Directions for this task:
If a line of the data below holds the string "values", copy it.

Record set START

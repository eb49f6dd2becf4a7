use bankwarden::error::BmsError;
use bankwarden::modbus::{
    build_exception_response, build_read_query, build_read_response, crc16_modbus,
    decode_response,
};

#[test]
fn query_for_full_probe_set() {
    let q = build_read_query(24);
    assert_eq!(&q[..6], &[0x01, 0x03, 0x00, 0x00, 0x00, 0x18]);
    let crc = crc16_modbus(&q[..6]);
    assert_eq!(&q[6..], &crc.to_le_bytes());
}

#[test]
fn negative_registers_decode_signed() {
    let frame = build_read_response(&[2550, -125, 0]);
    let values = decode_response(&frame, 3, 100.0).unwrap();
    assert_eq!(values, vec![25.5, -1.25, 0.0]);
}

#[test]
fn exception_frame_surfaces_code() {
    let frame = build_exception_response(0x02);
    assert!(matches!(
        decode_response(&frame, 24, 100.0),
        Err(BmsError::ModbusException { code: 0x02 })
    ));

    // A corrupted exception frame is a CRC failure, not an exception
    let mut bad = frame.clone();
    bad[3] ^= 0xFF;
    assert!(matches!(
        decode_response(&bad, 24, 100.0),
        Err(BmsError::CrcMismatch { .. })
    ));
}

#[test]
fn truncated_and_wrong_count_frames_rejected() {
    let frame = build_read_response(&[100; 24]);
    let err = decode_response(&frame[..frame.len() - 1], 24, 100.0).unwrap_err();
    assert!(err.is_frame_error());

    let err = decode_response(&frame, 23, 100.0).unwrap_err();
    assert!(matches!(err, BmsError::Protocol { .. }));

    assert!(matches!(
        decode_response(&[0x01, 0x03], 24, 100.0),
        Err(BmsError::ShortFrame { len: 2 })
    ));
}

Record set END
Record set START

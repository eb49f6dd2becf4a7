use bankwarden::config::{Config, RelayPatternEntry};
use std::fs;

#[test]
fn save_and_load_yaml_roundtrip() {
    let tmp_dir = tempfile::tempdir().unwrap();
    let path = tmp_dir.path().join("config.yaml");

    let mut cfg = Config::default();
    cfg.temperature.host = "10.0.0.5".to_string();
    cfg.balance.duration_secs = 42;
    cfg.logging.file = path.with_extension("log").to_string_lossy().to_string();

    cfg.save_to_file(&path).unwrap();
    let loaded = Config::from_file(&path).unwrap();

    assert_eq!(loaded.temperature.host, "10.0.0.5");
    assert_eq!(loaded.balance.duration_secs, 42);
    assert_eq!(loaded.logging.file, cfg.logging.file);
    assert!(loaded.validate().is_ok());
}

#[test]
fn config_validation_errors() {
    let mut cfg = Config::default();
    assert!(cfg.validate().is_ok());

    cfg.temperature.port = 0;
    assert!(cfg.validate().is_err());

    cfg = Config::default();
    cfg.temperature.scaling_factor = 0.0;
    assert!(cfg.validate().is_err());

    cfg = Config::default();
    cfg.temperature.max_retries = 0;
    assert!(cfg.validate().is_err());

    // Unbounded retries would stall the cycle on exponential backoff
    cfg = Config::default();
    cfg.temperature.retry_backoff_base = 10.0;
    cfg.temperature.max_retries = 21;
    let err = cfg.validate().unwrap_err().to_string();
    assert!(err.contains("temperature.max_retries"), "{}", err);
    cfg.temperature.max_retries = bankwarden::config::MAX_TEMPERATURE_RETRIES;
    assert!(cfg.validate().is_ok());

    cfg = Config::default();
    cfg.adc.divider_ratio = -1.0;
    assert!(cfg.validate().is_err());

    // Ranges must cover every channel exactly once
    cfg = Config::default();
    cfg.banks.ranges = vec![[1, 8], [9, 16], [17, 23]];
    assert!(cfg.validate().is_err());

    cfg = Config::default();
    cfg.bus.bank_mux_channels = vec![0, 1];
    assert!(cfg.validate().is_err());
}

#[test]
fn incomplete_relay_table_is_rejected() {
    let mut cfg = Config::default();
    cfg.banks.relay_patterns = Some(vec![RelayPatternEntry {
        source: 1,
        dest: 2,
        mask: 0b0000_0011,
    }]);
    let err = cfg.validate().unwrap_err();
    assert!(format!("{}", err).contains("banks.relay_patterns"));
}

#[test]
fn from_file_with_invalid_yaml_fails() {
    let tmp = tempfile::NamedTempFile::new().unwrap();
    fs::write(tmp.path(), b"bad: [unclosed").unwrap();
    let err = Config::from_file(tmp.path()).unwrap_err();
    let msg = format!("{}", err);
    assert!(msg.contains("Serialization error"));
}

Record set END

Exercise answer:
    let values = decode_response(&frame, 3, 100.0).unwrap();
    assert_eq!(values, vec![25.5, -1.25, 0.0]);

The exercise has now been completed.